__What you need to do__:
Return all lines of the records that contain the word "without".
═══ Records to use
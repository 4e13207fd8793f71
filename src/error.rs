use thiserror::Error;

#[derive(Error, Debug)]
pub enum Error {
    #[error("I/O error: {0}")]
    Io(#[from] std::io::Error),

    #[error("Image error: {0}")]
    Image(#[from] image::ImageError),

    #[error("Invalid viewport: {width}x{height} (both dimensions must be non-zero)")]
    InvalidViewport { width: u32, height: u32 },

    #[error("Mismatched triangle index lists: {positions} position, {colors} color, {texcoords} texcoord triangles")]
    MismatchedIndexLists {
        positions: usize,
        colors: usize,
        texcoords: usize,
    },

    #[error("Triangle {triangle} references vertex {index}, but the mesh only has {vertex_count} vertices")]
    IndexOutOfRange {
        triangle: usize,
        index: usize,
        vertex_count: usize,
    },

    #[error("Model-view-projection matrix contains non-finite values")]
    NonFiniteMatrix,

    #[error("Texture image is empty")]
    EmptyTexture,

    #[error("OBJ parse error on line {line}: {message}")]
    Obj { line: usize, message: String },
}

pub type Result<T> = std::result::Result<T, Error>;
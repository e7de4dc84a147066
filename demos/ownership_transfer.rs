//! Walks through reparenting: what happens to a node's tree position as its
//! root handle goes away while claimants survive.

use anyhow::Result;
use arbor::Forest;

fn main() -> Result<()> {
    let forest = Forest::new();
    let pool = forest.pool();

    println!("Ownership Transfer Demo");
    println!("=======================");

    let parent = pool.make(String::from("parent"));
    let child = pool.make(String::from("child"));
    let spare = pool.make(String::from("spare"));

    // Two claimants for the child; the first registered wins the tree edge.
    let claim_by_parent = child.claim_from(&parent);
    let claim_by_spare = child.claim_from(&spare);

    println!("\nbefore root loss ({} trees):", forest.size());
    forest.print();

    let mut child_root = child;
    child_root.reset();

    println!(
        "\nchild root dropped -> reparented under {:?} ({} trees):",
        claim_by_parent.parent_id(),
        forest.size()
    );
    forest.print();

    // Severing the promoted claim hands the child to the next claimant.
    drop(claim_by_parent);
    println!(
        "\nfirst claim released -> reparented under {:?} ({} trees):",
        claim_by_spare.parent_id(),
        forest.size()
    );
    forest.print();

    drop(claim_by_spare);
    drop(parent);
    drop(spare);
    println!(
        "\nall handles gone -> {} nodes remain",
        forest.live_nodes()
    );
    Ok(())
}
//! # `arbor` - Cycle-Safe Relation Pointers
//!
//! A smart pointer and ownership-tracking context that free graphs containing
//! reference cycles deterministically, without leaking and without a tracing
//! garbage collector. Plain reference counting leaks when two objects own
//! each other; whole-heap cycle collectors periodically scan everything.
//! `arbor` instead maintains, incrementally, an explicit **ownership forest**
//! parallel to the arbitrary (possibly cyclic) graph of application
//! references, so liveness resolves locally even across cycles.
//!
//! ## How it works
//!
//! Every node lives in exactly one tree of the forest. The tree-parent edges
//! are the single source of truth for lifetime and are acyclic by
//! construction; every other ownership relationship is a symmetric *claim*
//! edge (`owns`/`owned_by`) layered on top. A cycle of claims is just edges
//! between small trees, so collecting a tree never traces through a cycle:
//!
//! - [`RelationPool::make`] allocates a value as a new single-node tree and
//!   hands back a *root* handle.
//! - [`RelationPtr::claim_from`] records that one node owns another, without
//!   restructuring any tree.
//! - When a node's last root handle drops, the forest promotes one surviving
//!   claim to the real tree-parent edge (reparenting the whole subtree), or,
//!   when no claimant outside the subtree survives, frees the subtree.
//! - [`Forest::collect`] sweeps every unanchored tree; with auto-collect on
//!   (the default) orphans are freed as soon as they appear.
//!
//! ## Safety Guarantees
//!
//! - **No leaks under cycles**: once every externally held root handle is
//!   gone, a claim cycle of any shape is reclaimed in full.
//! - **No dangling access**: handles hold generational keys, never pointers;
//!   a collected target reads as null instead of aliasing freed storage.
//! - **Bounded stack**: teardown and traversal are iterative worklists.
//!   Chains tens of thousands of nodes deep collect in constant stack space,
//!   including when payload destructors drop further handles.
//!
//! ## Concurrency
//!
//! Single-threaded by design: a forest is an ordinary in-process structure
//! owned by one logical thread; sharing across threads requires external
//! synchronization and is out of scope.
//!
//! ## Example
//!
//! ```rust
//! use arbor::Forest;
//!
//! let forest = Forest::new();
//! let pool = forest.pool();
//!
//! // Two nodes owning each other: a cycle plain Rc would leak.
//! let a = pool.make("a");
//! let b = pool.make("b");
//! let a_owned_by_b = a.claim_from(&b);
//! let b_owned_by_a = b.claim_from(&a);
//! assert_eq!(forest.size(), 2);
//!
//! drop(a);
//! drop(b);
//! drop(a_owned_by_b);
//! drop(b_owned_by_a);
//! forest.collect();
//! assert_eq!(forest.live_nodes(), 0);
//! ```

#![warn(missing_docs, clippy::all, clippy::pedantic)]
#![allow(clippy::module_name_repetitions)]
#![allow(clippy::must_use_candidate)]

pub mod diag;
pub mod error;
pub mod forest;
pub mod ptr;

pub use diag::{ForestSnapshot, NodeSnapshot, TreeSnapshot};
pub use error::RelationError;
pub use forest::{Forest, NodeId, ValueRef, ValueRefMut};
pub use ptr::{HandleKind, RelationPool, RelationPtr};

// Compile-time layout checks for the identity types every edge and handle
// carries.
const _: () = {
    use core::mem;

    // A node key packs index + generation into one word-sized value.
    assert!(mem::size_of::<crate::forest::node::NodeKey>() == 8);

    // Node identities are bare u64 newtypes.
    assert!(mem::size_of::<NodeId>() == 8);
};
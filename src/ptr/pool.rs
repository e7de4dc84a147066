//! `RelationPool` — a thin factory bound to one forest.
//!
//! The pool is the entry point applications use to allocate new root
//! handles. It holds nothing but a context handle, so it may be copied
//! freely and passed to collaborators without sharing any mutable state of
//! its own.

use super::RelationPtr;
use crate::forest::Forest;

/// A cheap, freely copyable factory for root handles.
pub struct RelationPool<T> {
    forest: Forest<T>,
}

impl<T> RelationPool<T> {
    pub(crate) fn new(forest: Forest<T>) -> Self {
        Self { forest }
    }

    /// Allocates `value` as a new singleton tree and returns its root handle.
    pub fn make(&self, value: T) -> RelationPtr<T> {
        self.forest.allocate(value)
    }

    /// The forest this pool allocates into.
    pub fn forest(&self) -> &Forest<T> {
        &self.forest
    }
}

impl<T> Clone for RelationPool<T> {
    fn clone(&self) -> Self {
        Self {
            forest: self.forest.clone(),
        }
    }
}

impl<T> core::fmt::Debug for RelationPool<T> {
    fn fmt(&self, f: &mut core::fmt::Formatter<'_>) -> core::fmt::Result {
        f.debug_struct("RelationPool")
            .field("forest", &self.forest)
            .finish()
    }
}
══════
__Answer to this exercise__:
//! reference cycles deterministically, without leaking and without a tracing
//! - [`RelationPtr::claim_from`] records that one node owns another, without
//! freely and passed to collaborators without sharing any mutable state of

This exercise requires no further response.